Though less stringent than before, the requirement for lenders to look at the impact on a borrower’s finances of either
- A one percentage point increase in interest rates or
- A rise in line with market expectations
was increasingly looking like a constraint on the levels of mortgage debt they would be able to secure.
Turmoil in the mortgage markets
By the end of September, it had become clear that further increases in mortgage rates could rapidly restrict how much debt buyers could secure comfortably. The mortgage market disruption we saw in the wake of the mini budget soon brought this into focus as lenders withdrew 40% of mortgage products from the market and the average quoted rate for a 2-year fixed mortgage shot above 6.0%, according to MoneyFacts.
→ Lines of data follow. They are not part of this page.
use analysis_queue::{EnqueueRequest, JobQueue};
use rating_core::{AnalysisError, EnqueueOutcome, JobPriority};
use serde::Serialize;

use crate::store::AnalysisStore;

/// Periodic sweep reconciling per-ticker phase flags with the snapshots that
/// actually exist. Stale flags over a finished analysis are repaired in
/// place; genuinely unfinished tickers are re-enqueued at low priority,
/// relying on the queue's single-flight guarantee to avoid duplicate work.
pub struct Reconciler {
    store: AnalysisStore,
    queue: JobQueue,
}

#[derive(Debug, Default, Clone, Serialize)]
pub struct ReconciliationReport {
    pub scanned: usize,
    pub repaired: usize,
    pub enqueued: usize,
    pub skipped: usize,
}

impl Reconciler {
    pub fn new(store: AnalysisStore, queue: JobQueue) -> Self {
        Self { store, queue }
    }

    pub async fn run(&self) -> Result<ReconciliationReport, AnalysisError> {
        let incomplete = self.store.incomplete_flags().await?;
        let mut report = ReconciliationReport {
            scanned: incomplete.len(),
            ..Default::default()
        };

        for flags in incomplete {
            if self
                .store
                .get_latest_analysis(&flags.ticker)
                .await?
                .is_some()
            {
                // A finished snapshot exists; the flags are stale bookkeeping.
                self.store.mark_all_done(&flags.ticker).await?;
                report.repaired += 1;
                tracing::info!("Repaired completion flags for {}", flags.ticker);
                continue;
            }

            let outcome = self
                .queue
                .enqueue(EnqueueRequest::new(
                    &flags.ticker,
                    "reconciliation",
                    JobPriority::Low,
                ))
                .await?;
            match outcome {
                EnqueueOutcome::Enqueued(job_id) => {
                    report.enqueued += 1;
                    tracing::info!(
                        "Re-enqueued {} as job {} (incomplete analysis)",
                        flags.ticker,
                        job_id
                    );
                }
                EnqueueOutcome::Skipped => {
                    report.skipped += 1;
                }
            }
        }

        if report.scanned > 0 {
            tracing::info!(
                "Reconciliation: {} scanned, {} repaired, {} enqueued, {} already in flight",
                report.scanned,
                report.repaired,
                report.enqueued,
                report.skipped
            );
        }
        Ok(report)
    }
}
The short-term impact on both house prices and transactions depends on where rates for different mortgage products go from here and how long they remain elevated.
In this respect, it is worth remembering that what we have seen in the money markets over the Autumn of 2022, though not unprecedented, is certainly unusual. These mortgage rate hikes don’t just reflect higher base rate expectations for 2022 and 2023, they reflect greater uncertainty regarding the UK government’s ability to deliver financial stability.
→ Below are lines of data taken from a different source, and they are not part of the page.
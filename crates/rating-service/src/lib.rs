pub mod config;
pub mod service;
pub mod telemetry;
pub mod triggers;

pub use config::ServiceConfig;
pub use service::{Capabilities, RatingService};
pub use triggers::{BriefEntry, BriefSink, CandidateSource, DailyBrief};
Through personnel changes and policy U-turns, the government has sought to address these concerns. While this may take the edge off affordability pressures prospective buyers face over the next 18 months, those pressures will remain significant.
Double-digit price falls
Based on Oxford Economics’ forecasts, we would expect to see lenders’ margins for both variable and fixed rate products gradually ease back from current highs. But, given the prospective path of the Bank base rate, we expect to see mortgage rates elevated through 2023 and well into 2024. Mortgage affordability, already stretched in Autumn 2022, will be stretched even further over the remainder of this year and next by historical standards.
That points towards double-digit house price falls in 2023, in a year when discretionary movers sit on their hands and both first-time buyers and buy-to-let investors curtail their activity given the specific affordability pressures they face.
Looking longer term
Just as the prospects for mortgage rates are critical to our short-term view of the market, so too are they crucial to our view of where prices will end up at the end of our five-year forecast period.
On the basis that:
- Mortgage markets settle down, with a marked reduction in lenders’ margins over the next 12 months; and
- Bank base rate gradually reduces from the middle of 2024 as inflation is tamed,
we would expect a marked improvement in mortgage affordability. Combined with nominal price falls of -10% in 2023 (-12.6% adjusted for inflation), that would gradually bring more buyers into the market and allow a return to modest house price growth from 2024 onwards, with a more pronounced rebound in 2026.
Even if Bank base rate returns to 1.75% by the end of our forecast period, we are unlikely to see the pace of recovery that we saw in the market from 2009 onwards. But, with an expectation that the economic woes are less entrenched than they were 30 or so years ago, neither is it likely to be as long in coming as in the early 1990s.
A reminder, if it were needed, that events of the past are, at best, a guide as to what can happen in the future.